24 Aralık 2014 Çarşamba

Rıdvan Gecü / Sünepe Hakkında Düşündüklerim

Geçen kitapçıda kapağı ilginç bir kitap gördüm. İnce olduğu için de alıp okuyayım dedim. Kitabın adı Sünepe, kitap şu an bende olmadığı için künyesine bakıp söyleyemiyorum ama az evvel yaptığım internet araştırmasında kitabın türünün “roman” olarak tanımlandığını gördüm. Kitabı bugün bitirdim. Eğlenceliydi. Ama roman değildi. Anlatıydı. Eğer anlatıda da anlaşamazsak mizah kitabı da diyebiliriz. Bunda anlaşabiliriz umarım. Hani çok meşhur bir söz vardır ama tüm meşhur sözler gibi kime ait olduğu belli değildir: “roman her yazılışında yeniden tanımlanır” bıdı bıdı. Romanın yazarı Rıdvan Gecü, genç bir akademisyen, daha evvel yayınladığı bir şiir kitabı da var. Türlerle ilgili daha evvel yazmıştım, hatırlayanlar olacaktır, ben hatırlamıyorum, türlerin kökenine kadar gidebiliriz. Evet, aklıma geldi, sineme ve roman bağlamında bir eleştiri yöneltmiştim Nuri Bilge’nin kış uykusuna, aslında bu kadar tutucu değilimdir ama yeri geldiği için söyleyeyim: Türlerarasılık güzeldir ama günde 5 vakit çoktur. Gecü, 100 sayfa bir şey anlatmış. Sonra 10 sayfa başka bir şey, sonra 2 sayfa başka bir şey. 3 tane öykü var gibi ama değil. Asıl gövdeden iki kişiyi seçip onların hikâyesini ayrıca anlatış. Yeni kahramanlar yaratmış. Dergi mi çıkarıyorsun mübarek! İkincisi gönderme çok. Bir romanda, pastişi yapılan başka bir romana bu kadar çok gönderme yapılırsa o romanın özne’liği gider. Sahicilik kaybolur. Kaybolmaz aslında, zedelenir. Üçüncüsü bu kadar ince roman mı olur? Roman dediğin kalın olur. Buraya kadar olan düşüncelerim, “bu bir romandır” dayatması içindi. Gelelim üslup ve içeriğe.

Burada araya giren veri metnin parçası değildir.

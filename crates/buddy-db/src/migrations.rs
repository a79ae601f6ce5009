use rusqlite::Connection;
use tracing::info;

use crate::DbResult;

pub fn run(conn: &Connection) -> DbResult<()> {
    conn.execute_batch(
        "
        CREATE TABLE IF NOT EXISTS users (
            id                   TEXT PRIMARY KEY,
            username             TEXT NOT NULL UNIQUE,
            email                TEXT UNIQUE,
            temporary_email      TEXT,
            role                 TEXT NOT NULL CHECK (role IN ('buddy', 'comer')),
            admin                INTEGER NOT NULL DEFAULT 0,
            active               INTEGER NOT NULL DEFAULT 0,
            available            INTEGER NOT NULL DEFAULT 0,
            password_hash        TEXT NOT NULL,
            password_salt        TEXT NOT NULL,
            password_iterations  INTEGER NOT NULL,
            given_name           TEXT NOT NULL,
            family_name          TEXT NOT NULL,
            gender               TEXT NOT NULL CHECK (gender IN ('female', 'male', 'other')),
            birthday             INTEGER NOT NULL,
            te_hash              TEXT,
            te_salt              TEXT,
            te_iterations        INTEGER,
            te_expire            INTEGER,
            created              INTEGER NOT NULL
        );

        CREATE TABLE IF NOT EXISTS languages (
            id             INTEGER PRIMARY KEY AUTOINCREMENT,
            code2          TEXT NOT NULL UNIQUE,
            name_en        TEXT,
            name_cs        TEXT,
            name_original  TEXT
        );

        CREATE TABLE IF NOT EXISTS user_languages (
            user_id      TEXT NOT NULL REFERENCES users(id) ON DELETE CASCADE,
            language_id  INTEGER NOT NULL REFERENCES languages(id) ON DELETE CASCADE,
            level        INTEGER NOT NULL CHECK (level BETWEEN 0 AND 3),
            UNIQUE(user_id, language_id)
        );

        CREATE TABLE IF NOT EXISTS messages (
            id           TEXT PRIMARY KEY,
            sender_id    TEXT NOT NULL REFERENCES users(id),
            receiver_id  TEXT NOT NULL REFERENCES users(id),
            body         TEXT NOT NULL,
            created      INTEGER NOT NULL,
            is_read      INTEGER NOT NULL DEFAULT 0,
            is_notified  INTEGER NOT NULL DEFAULT 0
        );

        CREATE INDEX IF NOT EXISTS idx_messages_pair
            ON messages(sender_id, receiver_id, created);

        CREATE INDEX IF NOT EXISTS idx_messages_unnotified
            ON messages(is_read, is_notified);

        -- Seed the language catalog
        INSERT OR IGNORE INTO languages (code2, name_en, name_cs, name_original) VALUES
            ('ar', 'Arabic', 'arabština', 'العربية'),
            ('cs', 'Czech', 'čeština', 'čeština'),
            ('de', 'German', 'němčina', 'Deutsch'),
            ('en', 'English', 'angličtina', 'English'),
            ('es', 'Spanish', 'španělština', 'español'),
            ('fr', 'French', 'francouzština', 'français'),
            ('ru', 'Russian', 'ruština', 'русский'),
            ('sk', 'Slovak', 'slovenština', 'slovenčina'),
            ('uk', 'Ukrainian', 'ukrajinština', 'українська'),
            ('zh', 'Chinese', 'čínština', '中文');
        ",
    )?;

    info!("Database migrations complete");
    Ok(())
}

Gecü, anlatımıyla neşe aktarabiliyor. Bizi kahramanın talihsiz ve fars kıvamındaki içten hesapçı hayatına çekip, şimdiden ve buradan ayırabiliyor. Bunu yaparken de bazı ibretler sunabiliyor. Ayrıca daha evvel hiç rastlamadığım bir üst kurmaca tarzını gördüm bu romanda. Çavdar Tarlası ile ilgili parodi bölümü, birden parodiyi aşıp bambaşka bir üst kurmacaya yelken açıyor. Bu yeni bir şey gördüğüm kadarıyla. En ufak bir metinlerarasılığı görüp heyecan yapan okur bunu anladı mı anlamadı mı bilmiyorum ama büyük bir aydınlanmayı kaçırmış olabilir o bölümde. Şimdilik bu kadar. İkinci okuyuşta daha derine inebilirim.



Hiç yorum yok:

Yorum Gönder

Keşke bizi de kamyonlara koyup taşısalardı.

Keşke bizi de kamyonlara koyup taşısalardı kavunlara haksızlık oldu. Cadde-i Kebir’e bir damla kan düşmesin diye yapıldığını farz ettiğim ku...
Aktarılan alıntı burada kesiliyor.